“[The] American Independent Party candidate for president … urged Veterans of Foreign Wars Thursday not to be misled by what he called ‘liberal left-wingers, guideline writers and newspaper editors.” The first line of the Associate Press story states the news in faded shades of cream and grey.
I consider whether to find this opening funny or disconcerting. “What were they thinking in 1968?” I ask, as I take a closer look at the faded old newspaper, crumbled decades ago around the dishes that I am unpacking. It turns out to be an article about George Wallace, a former Alabama Governor most known for his zealous support of racial segregation, not for his failed run for the presidency in 1968. As I read on, forty-seven years melt away and I am Sherri Roth, thirteen-year-old news freak and hopeful Lois Lane-style journalist, skimming the news as I search for answers to the burning questions about life that keep me awake at night as I try to understand the universe.

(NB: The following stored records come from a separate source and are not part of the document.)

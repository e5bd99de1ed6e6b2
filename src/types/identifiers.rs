use serde::{Deserialize, Serialize};
use sha2::{Digest, Sha256};

/// `sha256:<hex>` of the raw source bytes a reference frequency table was parsed from.
#[derive(Debug, Clone, PartialEq, Eq, Hash, Serialize, Deserialize)]
#[serde(transparent)]
pub struct ReferenceVersion(String);

impl ReferenceVersion {
    pub fn from_content(content: &[u8]) -> Self {
        let mut hasher = Sha256::new();
        hasher.update(content);

        let hash = hasher.finalize();
        let hex = hex::encode(hash);

        ReferenceVersion(format!("sha256:{hex}"))
    }

    pub fn as_str(&self) -> &str {
        &self.0
    }
}
pub mod shift;

pub use shift::{decrypt, encrypt, shift_symbol, unshift_symbol};
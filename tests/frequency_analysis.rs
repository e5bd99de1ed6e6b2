use caesar_core::analysis::{empirical_frequencies, score, FrequencyScorer, L1Distance};
use caesar_core::codec::encode;
use caesar_core::types::FrequencyVector;
use proptest::prelude::*;

fn frequencies_of(text: &str) -> FrequencyVector {
    empirical_frequencies(&encode(text))
}

#[test]
fn counts_only_letters() {
    let freq = frequencies_of("a, b! a? 42");

    assert_eq!(freq.get(0), Some(2.0 / 3.0));
    assert_eq!(freq.get(1), Some(1.0 / 3.0));
    for index in 2..26 {
        assert_eq!(freq.get(index), Some(0.0));
    }
    assert_eq!(freq.get(26), None);
}

#[test]
fn text_without_letters_is_all_zero() {
    for text in ["", " ", "12345 !?", "\n\t"] {
        let freq = frequencies_of(text);
        assert!(freq.is_zero(), "{text:?} should have no letters");
        assert_eq!(freq.sum(), 0.0);
    }
}

#[test]
fn score_is_l1_distance() {
    let mut expected = [0.0; 26];
    expected[0] = 0.5;
    expected[1] = 0.5;
    let mut actual = [0.0; 26];
    actual[0] = 1.0;

    let expected = FrequencyVector::new(expected);
    let actual = FrequencyVector::new(actual);

    assert_eq!(score(&expected, &actual), 1.0);
    assert_eq!(L1Distance.score(&expected, &actual), 1.0);
    assert_eq!(score(&expected, &FrequencyVector::zeros()), 1.0);
}

#[test]
fn score_grows_with_divergence() {
    let reference = frequencies_of("aaaab");
    let near = frequencies_of("aaab");
    let far = frequencies_of("abbb");

    assert!(score(&reference, &near) < score(&reference, &far));
}

proptest! {
    #[test]
    fn empirical_vectors_are_proportions(text in any::<String>()) {
        let freq = frequencies_of(&text);

        if text.chars().any(|c| c.is_ascii_alphabetic()) {
            prop_assert!(freq.iter().all(|v| (0.0..=1.0).contains(&v)));
            prop_assert!((freq.sum() - 1.0).abs() < 1e-9);
        } else {
            prop_assert!(freq.iter().all(|v| v == 0.0));
        }
    }

    #[test]
    fn score_is_symmetric_with_zero_self_distance(
        a in prop::array::uniform26(0.0f64..1.0),
        b in prop::array::uniform26(0.0f64..1.0),
    ) {
        let a = FrequencyVector::new(a);
        let b = FrequencyVector::new(b);

        prop_assert_eq!(score(&a, &a), 0.0);
        prop_assert_eq!(score(&a, &b), score(&b, &a));
        prop_assert!(score(&a, &b) >= 0.0);
    }
}
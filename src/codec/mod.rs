//! Text to symbol conversion.
//!
//! The mapping is plain arithmetic on code points, so `decode` inverts
//! `encode` for every character, letters or not.

use crate::types::Symbol;

/// Encode `text` into one symbol per character, uppercasing ASCII letters.
pub fn encode(text: &str) -> Vec<Symbol> {
    text.chars().map(Symbol::from_char).collect()
}

/// Decode symbols back into text.
pub fn decode(symbols: &[Symbol]) -> String {
    symbols.iter().map(|s| s.to_char()).collect()
}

“George C. Wallace” I read “devoted much of his speech … to attacks on communism.” I have to smile. Attacks on communism seem quaint and harmless today, although thirteen-year-old Sherri Roth was under the firm impression that both Lenin and Marx specifically advocated tyranny, massacres, and cruelty. It will be a few more years before she is surprised to learn that Communism is merely an economic philosophy and not a mandate to do evil.
In his speech, captured in a copy of The Wichita Eagle from a Friday August 23 of long ago, Wallace took potshots at newspapers for being soft on Fidel Castro. He also decried anarchists, saying both they and communists “imperil this country internally and externally.” Young Sherri Roth isn’t sure exactly what an anarchist is, but the older Sherrie Cronin is pretty sure that Wallace was referring to hippies. The VFW of 1968 was not particularly fond of this group, and her suspicions are strengthened when she reads that “He was interrupted 25 times by applause, [and] given a standing ovation as he finished.”

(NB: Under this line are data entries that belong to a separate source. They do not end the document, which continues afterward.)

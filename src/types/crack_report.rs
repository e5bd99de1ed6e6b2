use std::cmp::Ordering;

use serde::{Deserialize, Serialize};

use crate::types::identifiers::ReferenceVersion;
use crate::types::key::Key;

/// Score of one candidate key against the reference table.
#[derive(Debug, Clone, Copy, PartialEq, Serialize, Deserialize)]
pub struct CandidateScore {
    pub key: Key,
    pub score: f64,
}

/// Full outcome of a key search.
/// Fully self-contained and serializable.
#[derive(Debug, Clone, PartialEq, Serialize, Deserialize)]
pub struct CrackReport {
    pub plaintext: String,
    pub key: Key,
    pub key_letter: char,
    pub score: f64,

    pub reference_version: ReferenceVersion,
    pub letters_considered: usize,

    /// One entry per key, in ascending key order.
    pub candidates: Vec<CandidateScore>,
}

impl CrackReport {
    /// Candidates ordered best first: score ascending, then key ascending.
    pub fn ranked(&self) -> Vec<CandidateScore> {
        let mut ranked = self.candidates.clone();
        ranked.sort_by(|a, b| {
            let score_cmp = a.score.partial_cmp(&b.score).unwrap_or(Ordering::Equal);
            if score_cmp != Ordering::Equal {
                score_cmp
            } else {
                a.key.shift().cmp(&b.key.shift())
            }
        });

        debug_assert!(ranked.windows(2).all(|w| {
            let a = &w[0];
            let b = &w[1];
            a.score < b.score || (a.score == b.score && a.key.shift() <= b.key.shift())
        }));

        ranked
    }
}
use crate::types::FrequencyVector;

pub trait FrequencyScorer {
    /// Distance between the expected and observed letter profiles.
    /// Lower means a closer match.
    fn score(&self, expected: &FrequencyVector, actual: &FrequencyVector) -> f64;
}

/// Sum of absolute per-letter differences. No weighting or smoothing.
#[derive(Debug, Default, Clone, Copy)]
pub struct L1Distance;

impl FrequencyScorer for L1Distance {
    fn score(&self, expected: &FrequencyVector, actual: &FrequencyVector) -> f64 {
        expected
            .iter()
            .zip(actual.iter())
            .map(|(e, a)| (e - a).abs())
            .sum()
    }
}

/// L1 distance between two frequency vectors.
pub fn score(expected: &FrequencyVector, actual: &FrequencyVector) -> f64 {
    L1Distance.score(expected, actual)
}
//! Splitting a proposal document into titled sections.

use crate::patterns::{self, OVERVIEW_TITLE};
use serde::{Deserialize, Serialize};
use std::collections::HashMap;

/// A titled block of the generated proposal, located by heading.
#[derive(Debug, Clone, PartialEq, Eq, Serialize, Deserialize)]
pub struct Section {
    pub id: String,
    pub title: Option<String>,
    pub description: Option<String>,
    /// Body text without the heading line.
    pub content: String,
}

impl Section {
    pub fn new(id: impl Into<String>, title: Option<String>, content: impl Into<String>) -> Self {
        Self {
            id: id.into(),
            title,
            description: None,
            content: content.into(),
        }
    }

    /// True when the content holds a fence whose info string is `tag`.
    pub fn has_fence(&self, tag: &str) -> bool {
        self.content
            .lines()
            .any(|line| patterns::fence_marker(line) == Some(tag))
    }

    /// Case-insensitive, whitespace-trimmed title comparison.
    pub fn title_matches(&self, candidate: &str) -> bool {
        self.title
            .as_deref()
            .is_some_and(|t| t.trim().to_lowercase() == candidate.trim().to_lowercase())
    }
}

/// Split `document` at every `#`, `##` or `###` heading.
///
/// Text between two headings, fenced blocks included, belongs to the first.
/// Heading-like lines inside a fence never split, except that a heading
/// closes a `veliz_*_table` fence left unterminated. Non-blank text before the
/// first heading becomes an "Overview" section. Sections come back in
/// document order.
///
/// ```rust
/// use veliz_proposals::split_into_sections;
///
/// let doc = "# About Our Company\nFamily owned.\n\n# Scope of Service\nLobby, nightly.";
/// let sections = split_into_sections(doc);
/// assert_eq!(sections.len(), 2);
/// assert_eq!(sections[0].title.as_deref(), Some("About Our Company"));
/// assert_eq!(sections[1].content, "Lobby, nightly.");
/// ```
pub fn split_into_sections(document: &str) -> Vec<Section> {
    let mut ids = IdAllocator::default();
    let mut sections = Vec::new();
    let mut title: Option<String> = None;
    let mut body: Vec<&str> = Vec::new();
    let mut open_fence: Option<&str> = None;

    for line in document.lines() {
        if let Some(info) = patterns::fence_marker(line) {
            open_fence = match open_fence {
                Some(_) => None,
                None => Some(info),
            };
            body.push(line);
            continue;
        }
        // A table body is JSON and never holds a heading: the table was cut
        // off, so the heading ends it.
        if open_fence.is_some_and(patterns::is_table_tag)
            && patterns::section_heading(line).is_some()
        {
            open_fence = None;
        }
        let heading = if open_fence.is_some() {
            None
        } else {
            patterns::section_heading(line).filter(|t| !t.is_empty())
        };
        match heading {
            Some(next) => {
                flush(&mut sections, &mut ids, title.take(), &body);
                body.clear();
                title = Some(next);
            }
            None => body.push(line),
        }
    }
    flush(&mut sections, &mut ids, title, &body);
    sections
}

fn flush(sections: &mut Vec<Section>, ids: &mut IdAllocator, title: Option<String>, body: &[&str]) {
    let content = join_trimmed(body);
    let title = match title {
        Some(t) => t,
        // Leading text before any heading
        None if content.is_empty() => return,
        None => OVERVIEW_TITLE.to_string(),
    };
    let id = ids.next(&title);
    sections.push(Section::new(id, Some(title), content));
}

/// Join lines, dropping blank lines at either end.
pub(crate) fn join_trimmed(lines: &[&str]) -> String {
    let start = lines
        .iter()
        .position(|l| !l.trim().is_empty())
        .unwrap_or(lines.len());
    let end = lines
        .iter()
        .rposition(|l| !l.trim().is_empty())
        .map_or(start, |i| i + 1);
    lines[start..end].join("\n")
}

/// Hands out slug ids, suffixing repeats with `-2`, `-3`, …
#[derive(Default)]
struct IdAllocator {
    seen: HashMap<String, usize>,
}

impl IdAllocator {
    fn next(&mut self, title: &str) -> String {
        let slug = slugify(title);
        let count = self.seen.entry(slug.clone()).or_insert(0);
        *count += 1;
        if *count == 1 {
            slug
        } else {
            format!("{slug}-{count}")
        }
    }
}

fn slugify(title: &str) -> String {
    let mut slug = String::with_capacity(title.len());
    for c in title.chars() {
        if c.is_alphanumeric() {
            slug.extend(c.to_lowercase());
        } else if !slug.is_empty() && !slug.ends_with('-') {
            slug.push('-');
        }
    }
    let slug = slug.trim_end_matches('-');
    if slug.is_empty() {
        "section".to_string()
    } else {
        slug.to_string()
    }
}

/// Index of the first section whose title matches a candidate, trying the
/// candidates in order.
pub fn position_by_title(sections: &[Section], candidates: &[&str]) -> Option<usize> {
    candidates
        .iter()
        .find_map(|c| sections.iter().position(|s| s.title_matches(c)))
}

/// The first section whose title matches a candidate, trying the candidates
/// in order. `None` is an ordinary outcome: the generator does not emit
/// every section for every proposal.
pub fn lookup_by_title<'a>(sections: &'a [Section], candidates: &[&str]) -> Option<&'a Section> {
    position_by_title(sections, candidates).map(|i| &sections[i])
}
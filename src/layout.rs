//! Turning one generated proposal document into template-ready pieces.
//!
//! The template renderers want fixed slots (introduction, scope, add-ons,
//! pricing, notes) plus the scope table already cut into pages. This module
//! runs the content steps in order and fills those slots, tolerating every
//! way the generator is known to deviate from the expected outline.

use crate::config::LayoutConfig;
use crate::content::normalize_document;
use crate::content::paginate::paginate_scope_table;
use crate::content::recover::{recover_embedded_addons, recover_embedded_notes, Recovery};
use crate::content::sections::{position_by_title, split_into_sections, Section};
use crate::content::tables::{extract_description_or, parse_pricing_table, parse_scope_table};
use crate::output::ProposalLayout;
use crate::patterns::{
    ADDON_TITLES, INTRODUCTION_TITLES, NOTES_TITLES, PRICING_TABLE_TAG, PRICING_TITLES,
    SCOPE_TABLE_TAG, SCOPE_TITLES, SYNTHETIC_ADDONS_ID, SYNTHETIC_NOTES_ID,
};
use tracing::{debug, info};

/// Split, repair and paginate a generated proposal document.
///
/// Never fails: a document with no recognisable sections yields a layout
/// whose slots are all `None`.
///
/// # Example
/// ```rust
/// use veliz_proposals::{build_layout, LayoutConfig};
///
/// let doc = "# Scope of Service\nNightly cleaning.\nAdd-ons\n- Carpet extraction\n\n# Pricing\n$900/month";
/// let layout = build_layout(doc, &LayoutConfig::default());
/// assert_eq!(layout.addons.unwrap().id, "synthetic-addons");
/// assert_eq!(layout.sections.len(), 3);
/// ```
pub fn build_layout(document: &str, config: &LayoutConfig) -> ProposalLayout {
    // ── Step 1: Normalise and split ──────────────────────────────────────
    let normalized = normalize_document(document);
    let mut sections = split_into_sections(&normalized);
    debug!("Split document into {} sections", sections.len());

    // ── Step 2: Recover nested add-ons ───────────────────────────────────
    if position_by_title(&sections, ADDON_TITLES).is_none() {
        if let Some(i) = find_section(&sections, SCOPE_TITLES, SCOPE_TABLE_TAG) {
            if let Some(recovery) = recover_embedded_addons(&sections[i]) {
                info!("Recovered add-ons nested under '{}'", sections[i].id);
                splice(&mut sections, i, recovery);
            }
        }
    }

    // ── Step 3: Recover trailing pricing notes ───────────────────────────
    if position_by_title(&sections, NOTES_TITLES).is_none() {
        if let Some(i) = find_section(&sections, PRICING_TITLES, PRICING_TABLE_TAG) {
            if let Some(recovery) = recover_embedded_notes(&sections[i]) {
                info!("Recovered notes nested under '{}'", sections[i].id);
                splice(&mut sections, i, recovery);
            }
        }
    }

    // ── Step 4: Describe table sections ──────────────────────────────────
    let scope_idx = find_section(&sections, SCOPE_TITLES, SCOPE_TABLE_TAG);
    let pricing_idx = find_section(&sections, PRICING_TITLES, PRICING_TABLE_TAG);
    if let Some(i) = scope_idx {
        let text = extract_description_or(
            &sections[i],
            SCOPE_TABLE_TAG,
            &config.scope_fallback_description,
        );
        sections[i].description = non_empty(text);
    }
    if let Some(i) = pricing_idx {
        let text = extract_description_or(
            &sections[i],
            PRICING_TABLE_TAG,
            &config.pricing_fallback_description,
        );
        sections[i].description = non_empty(text);
    }

    // ── Step 5: Parse and paginate tables ────────────────────────────────
    let scope_table = scope_idx.and_then(|i| parse_scope_table(&sections[i].content));
    let scope_pages = paginate_scope_table(scope_table.as_ref(), config);
    let pricing_table = pricing_idx.and_then(|i| parse_pricing_table(&sections[i].content));
    debug!(
        "Scope table: {} rows on {} pages",
        scope_table.as_ref().map_or(0, |t| t.rows.len()),
        scope_pages.len()
    );

    // ── Step 6: Fill slots ───────────────────────────────────────────────
    let slot = |idx: Option<usize>| idx.map(|i| sections[i].clone());
    let introduction = slot(position_by_title(&sections, INTRODUCTION_TITLES));
    let addons = slot(
        position_by_title(&sections, ADDON_TITLES)
            .or_else(|| sections.iter().position(|s| s.id == SYNTHETIC_ADDONS_ID)),
    );
    let notes = slot(
        position_by_title(&sections, NOTES_TITLES)
            .or_else(|| sections.iter().position(|s| s.id == SYNTHETIC_NOTES_ID)),
    );
    let scope = slot(scope_idx);
    let pricing = slot(pricing_idx);

    ProposalLayout {
        sections,
        introduction,
        scope,
        addons,
        pricing,
        notes,
        scope_pages,
        pricing_table,
    }
}

/// A section by title, or failing that the first section that carries the
/// table fence `tag`.
fn find_section(sections: &[Section], titles: &[&str], tag: &str) -> Option<usize> {
    position_by_title(sections, titles).or_else(|| sections.iter().position(|s| s.has_fence(tag)))
}

/// Replace the host at `i` with its remainder and insert the lifted section
/// right after it.
fn splice(sections: &mut Vec<Section>, i: usize, recovery: Recovery) {
    sections[i] = recovery.remainder;
    sections.insert(i + 1, recovery.extracted);
}

fn non_empty(text: String) -> Option<String> {
    if text.is_empty() {
        None
    } else {
        Some(text)
    }
}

Okay. This is starting to sound more like the news of today. Except for those poor guideline writers, that is. Even Rush Limbaugh doesn’t rail against guideline writers, at least as far as I know. What did they do back then to piss off George Wallace?
“Guideline writers in Washington are trying to … cover every aspect of life, even to the point of telling a person when he should get up and when he should go to bed,” Wallace complained. Oh. Some government study must have recommended getting eight hours of sleep each night. Looks like that constituted government overreach in Wallace’s opinion.
I sigh as I remember some of the Tea Party complaints that have made the news recently. In 1968 you might have been able to buy a men’s pullover for $2.66 and a woman’s panty girdle for only a dollar, but other things haven’t changed all that much in forty seven years. Would George Wallace have a shot at the presidency today? You have to wonder.
For more notes from 47 years ago, where 13 year old Sherri Roth reports the news from the Friday August 23, 1968 Wichita Eagle, see my other blogs posts for the Vietnam Edition and the Race Relations Edition.
[From page 15A of the Friday August 23, 1968 Wichita Eagle from the Associated Press News Service]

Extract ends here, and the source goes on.